NO WRITER ATTRIBUTED

The following extracts from a letter on education in Egypt, reprinted in the Hillsdale Herald, may be of interest. The present khedive, who is a strong supporter of the education of women as well as men, has been doing much good to the cause since his accession to the throne.

"Several schools for boys he has already founded, and sends his own sons to them, while he has in contemplation the establishment of a girl's school in which his own daughter will be educated The public schools, supported by government, which were formed in the beginning of the century, by the enlightened Mehemet Ali, the founder of the present dynasty, are well organized and embrace a pretty thorough course of study. They are divided into civil and military schools, the latter of which include every branch of military education. The former are subdivided into primary, secondary, and special schools. Three years are spent in each of the first two; four years in the last. In the primary schools are taught the reading and writing of Arabic, arithmetic, and French; in the secondary or preparatory schools Arabic, Turkish, French, and English, pure mathematics, drawing, history, and geography. The special schools are devoted respectively to the subjects of law, medicine, and art, engineering, etc. Besides there are government schools for the blind, those supported by the various Christian communities, both native and European, and the almost infinite number of "Free schools" attached to the public fountains and maintained by the same charitable foundation as the fountain. Every visitor to Cairo is familiar with these. Passing a fountain at almost any time of the day, he will be pretty sure to hear from the building connected with it the babel of many infantile voices, pitched in all keys, and on looking in at the open door, he will see a confused mass of little human bodies squatted on the floor, rocking back and forth in well-kept measure, and repeating, parrot-like, the lesson of the day, each viewing with the others as a lung-tester; while in the background, squatted likewise on the pedagogical mat, is the instructor, whose chief business seems to be to keep up the rhythmical rocking and Babel of sound to its highest pitch. This he does by occasional adjuration, strengthened by applications of a long cane, which seems to be the chief badge of his profession, and by means of which he is able to reach the remotest delinquent without the trouble of rising from his seat."
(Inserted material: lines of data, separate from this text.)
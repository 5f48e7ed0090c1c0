//! Network-facing configuration: the hosted inference API and the model hub.

use serde::{Deserialize, Serialize};

/// Hosted inference API settings.
#[derive(Debug, Clone, PartialEq, Eq, Serialize, Deserialize)]
pub struct RemoteConfig {
    /// Base URL of the prediction API.
    /// Default: https://api.replicate.com/v1
    #[serde(default = "RemoteConfig::default_api_base")]
    pub api_base: String,

    /// Model reference, `owner/name` or `owner/name:version`.
    #[serde(default = "RemoteConfig::default_model")]
    pub model: String,

    /// Submit through the deployment endpoint for `owner/name` instead of the model.
    #[serde(default)]
    pub deployment: bool,

    /// How long to wait for a prediction before giving up locally.
    /// Default: 600
    #[serde(default = "RemoteConfig::default_timeout_secs")]
    pub timeout_secs: u64,

    /// Delay between status polls.
    /// Default: 1000
    #[serde(default = "RemoteConfig::default_poll_interval_ms")]
    pub poll_interval_ms: u64,
}

impl RemoteConfig {
    fn default_api_base() -> String {
        "https://api.replicate.com/v1".to_string()
    }

    fn default_model() -> String {
        "mgysel/stable-audio-open:8465bfb2f7a77991f33e26db02083f0ca21799e8325a124901549c5effb1945d"
            .to_string()
    }

    fn default_timeout_secs() -> u64 {
        600
    }

    fn default_poll_interval_ms() -> u64 {
        1000
    }
}

impl Default for RemoteConfig {
    fn default() -> Self {
        Self {
            api_base: Self::default_api_base(),
            model: Self::default_model(),
            deployment: false,
            timeout_secs: Self::default_timeout_secs(),
            poll_interval_ms: Self::default_poll_interval_ms(),
        }
    }
}

/// Model hub settings, used by the local path to authenticate for gated weights.
#[derive(Debug, Clone, PartialEq, Eq, Serialize, Deserialize)]
pub struct HubConfig {
    /// Default: https://huggingface.co
    #[serde(default = "HubConfig::default_endpoint")]
    pub endpoint: String,

    /// Gated model the local engine needs access to.
    #[serde(default = "HubConfig::default_model_id")]
    pub model_id: String,

    /// File probed to verify download access.
    #[serde(default = "HubConfig::default_config_file")]
    pub config_file: String,
}

impl HubConfig {
    fn default_endpoint() -> String {
        "https://huggingface.co".to_string()
    }

    fn default_model_id() -> String {
        "stabilityai/stable-audio-open-1.0".to_string()
    }

    fn default_config_file() -> String {
        "model_config.json".to_string()
    }
}

impl Default for HubConfig {
    fn default() -> Self {
        Self {
            endpoint: Self::default_endpoint(),
            model_id: Self::default_model_id(),
            config_file: Self::default_config_file(),
        }
    }
}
"Perhaps the most remarkable illustration of native teaching in Cairo is to be found in the university, which is established in what was formerly a mosque. This is the university of the Mohammedan world. Students come hither to avail themselves of its instruction not only from all parts of Egypt, but from all over the Orient, and the number in constant attendance ranges from 10,000 to 12,000. For over 900 years this institution has kept the even tenor of its way in this same old mosque, in the same old fashion of teaching and learning, with the same old text-books, and if not with the same old instructors, at least under cover of their old prophetic mantle of blind intolerance. The president of the university is elected by the sheiks of the mosque, who are extremely jealous of their rights, and obstinately resist all the efforts made by the khedive to improve the character of the instruction given. Text-books once adopted are never changed, and the whole course of training consists in committing these treatises to memory."
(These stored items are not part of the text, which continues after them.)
//! Local inference: an in-process model behind hub-authenticated setup.

use crate::error::{Error, Result};
use crate::hub::HubClient;
use crate::persist;
use crate::request::GenerationRequest;
use std::f32::consts::PI;
use std::io::BufWriter;
use std::path::{Path, PathBuf};

/// Interleaved `f32` samples in `[-1, 1]`, plus their layout.
#[derive(Debug, Clone, PartialEq)]
pub struct Waveform {
    samples: Vec<f32>,
    channels: u16,
    sample_rate: u32,
}

impl Waveform {
    pub fn new(samples: Vec<f32>, channels: u16, sample_rate: u32) -> Result<Self> {
        if channels == 0 || sample_rate == 0 {
            return Err(Error::Local(format!(
                "invalid layout: {channels} channels at {sample_rate} Hz"
            )));
        }
        if samples.len() % channels as usize != 0 {
            return Err(Error::Local(format!(
                "{} samples do not divide into {channels} channels",
                samples.len()
            )));
        }
        Ok(Self {
            samples,
            channels,
            sample_rate,
        })
    }

    pub fn samples(&self) -> &[f32] {
        &self.samples
    }

    pub fn channels(&self) -> u16 {
        self.channels
    }

    pub fn sample_rate(&self) -> u32 {
        self.sample_rate
    }

    pub fn frames(&self) -> usize {
        self.samples.len() / self.channels as usize
    }

    pub fn duration_secs(&self) -> f64 {
        self.frames() as f64 / self.sample_rate as f64
    }

    pub fn peak(&self) -> f32 {
        self.samples.iter().fold(0.0_f32, |m, s| m.max(s.abs()))
    }
}

/// An in-process generator. Runs synchronously on the calling thread.
pub trait LocalModel: Send + Sync {
    fn name(&self) -> &str;

    fn sample_rate(&self) -> u32;

    fn generate(&self, request: &GenerationRequest) -> Result<Waveform>;
}

/// Sine-tone engine. Descriptions mentioning "pad" get a slow decay.
#[derive(Debug, Clone)]
pub struct ToneModel {
    sample_rate: u32,
    frequency: f32,
    channels: u16,
}

impl ToneModel {
    pub const DEFAULT_FREQUENCY: f32 = 440.0;

    pub fn new(sample_rate: u32) -> Self {
        Self {
            sample_rate,
            frequency: Self::DEFAULT_FREQUENCY,
            channels: 1,
        }
    }

    pub fn with_frequency(mut self, frequency: f32) -> Self {
        self.frequency = frequency;
        self
    }

    /// Duplicate the tone across `channels` (1 or 2).
    pub fn with_channels(mut self, channels: u16) -> Self {
        self.channels = channels;
        self
    }
}

impl LocalModel for ToneModel {
    fn name(&self) -> &str {
        "tone"
    }

    fn sample_rate(&self) -> u32 {
        self.sample_rate
    }

    fn generate(&self, request: &GenerationRequest) -> Result<Waveform> {
        if !(1..=2).contains(&self.channels) {
            return Err(Error::Local(format!(
                "unsupported channel count {}",
                self.channels
            )));
        }

        let frames = request.duration() as usize * self.sample_rate as usize;
        let pad = request.description().to_lowercase().contains("pad");
        let rate = self.sample_rate as f32;

        let mut samples = Vec::with_capacity(frames * self.channels as usize);
        for i in 0..frames {
            let t = i as f32 / rate;
            let mut value = (2.0 * PI * self.frequency * t).sin();
            if pad {
                value *= (-0.5 * t).exp();
            }
            for _ in 0..self.channels {
                samples.push(value);
            }
        }

        let mut waveform = Waveform::new(samples, self.channels, self.sample_rate)?;
        normalize(&mut waveform.samples);
        Ok(waveform)
    }
}

fn normalize(samples: &mut [f32]) {
    let peak = samples.iter().fold(0.0_f32, |m, s| m.max(s.abs()));
    if peak > 0.0 {
        for s in samples.iter_mut() {
            *s /= peak;
        }
    }
}

/// Encode `waveform` as 16-bit PCM WAV at `path`, atomically.
pub fn write_wav(path: &Path, waveform: &Waveform) -> Result<()> {
    let spec = hound::WavSpec {
        channels: waveform.channels(),
        sample_rate: waveform.sample_rate(),
        bits_per_sample: 16,
        sample_format: hound::SampleFormat::Int,
    };

    let peak = waveform.peak();
    let gain = if peak > 0.0 { 1.0 / peak } else { 1.0 };

    let mut tmp = persist::staging_file(path)?;
    {
        let mut writer = hound::WavWriter::new(BufWriter::new(tmp.as_file_mut()), spec)?;
        for &sample in waveform.samples() {
            let scaled = (sample * gain).clamp(-1.0, 1.0) * i16::MAX as f32;
            writer.write_sample(scaled as i16)?;
        }
        writer.finalize()?;
    }
    persist::commit(tmp, path)
}

/// A local engine that has passed hub setup.
pub struct LocalRuntime {
    model: Box<dyn LocalModel>,
    user: String,
}

impl std::fmt::Debug for LocalRuntime {
    fn fmt(&self, f: &mut std::fmt::Formatter<'_>) -> std::fmt::Result {
        f.debug_struct("LocalRuntime")
            .field("model", &self.model.name())
            .field("user", &self.user)
            .finish()
    }
}

impl LocalRuntime {
    /// Authenticate with the hub and confirm access to `model_id` before the
    /// engine accepts requests. Any failure leaves no runtime behind.
    #[tracing::instrument(name = "local.setup", skip(hub, model), fields(engine = model.name()))]
    pub async fn setup(
        hub: &HubClient,
        model_id: &str,
        config_file: &str,
        model: Box<dyn LocalModel>,
    ) -> Result<Self> {
        let user = hub
            .whoami()
            .await
            .map_err(|e| Error::Setup(format!("hub authentication failed: {e}")))?;
        tracing::info!(user = %user.name, token_source = hub.token().source(), "Authenticated with hub");

        match hub.check_file_access(model_id, config_file).await {
            Ok(()) => {}
            Err(e @ Error::GatedModel { .. }) => return Err(e),
            Err(e) => {
                return Err(Error::Setup(format!(
                    "cannot access {model_id}/{config_file}: {e}"
                )))
            }
        }
        tracing::info!(model_id, "Gated model access confirmed");

        Ok(Self {
            model,
            user: user.name,
        })
    }

    /// Hub account the runtime was set up with.
    pub fn user(&self) -> &str {
        &self.user
    }

    pub fn model_name(&self) -> &str {
        self.model.name()
    }

    #[tracing::instrument(name = "local.generate", skip(self, request), fields(duration = request.duration()))]
    pub fn generate(&self, request: &GenerationRequest) -> Result<Waveform> {
        let waveform = self.model.generate(request)?;
        if waveform.frames() == 0 {
            return Err(Error::Local("model produced no audio".into()));
        }
        Ok(waveform)
    }

    /// Generate and write a WAV file at `path`.
    pub fn generate_to(&self, request: &GenerationRequest, path: &Path) -> Result<PathBuf> {
        let waveform = self.generate(request)?;
        write_wav(path, &waveform)?;
        tracing::info!(
            path = %path.display(),
            seconds = waveform.duration_secs(),
            "Wrote local audio"
        );
        Ok(path.to_path_buf())
    }
}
The instruction given comprehends all degrees of advancement, from the first rudiments of the language to the most erudite disquisitions on mathematics, logic, philosophy, grammar, theology, and Mohammedan religion and law according to the different rites. The errors in both natural and mental science that must be transmitted from generation to generation, by the fanatical intolerance which bars out all "new-fangled" notions may be imagined, but it is doubtful whether their scholastic ignorance goes quite so far as is related of the college engineers, in Constantinople. not many years ago. A committee of foreign engineers had been invited by the government to investigate the workings of the institution. Among the questions propounded to the mathematical professor of the faculty was one desiring the number of right angles comprised in a right-angled triangle. The professor requested permission to consult with his colleagues before giving an answer to so knotty a question, and the next morning gravely returned with the answer that 'it depended on the size of the triangle!'"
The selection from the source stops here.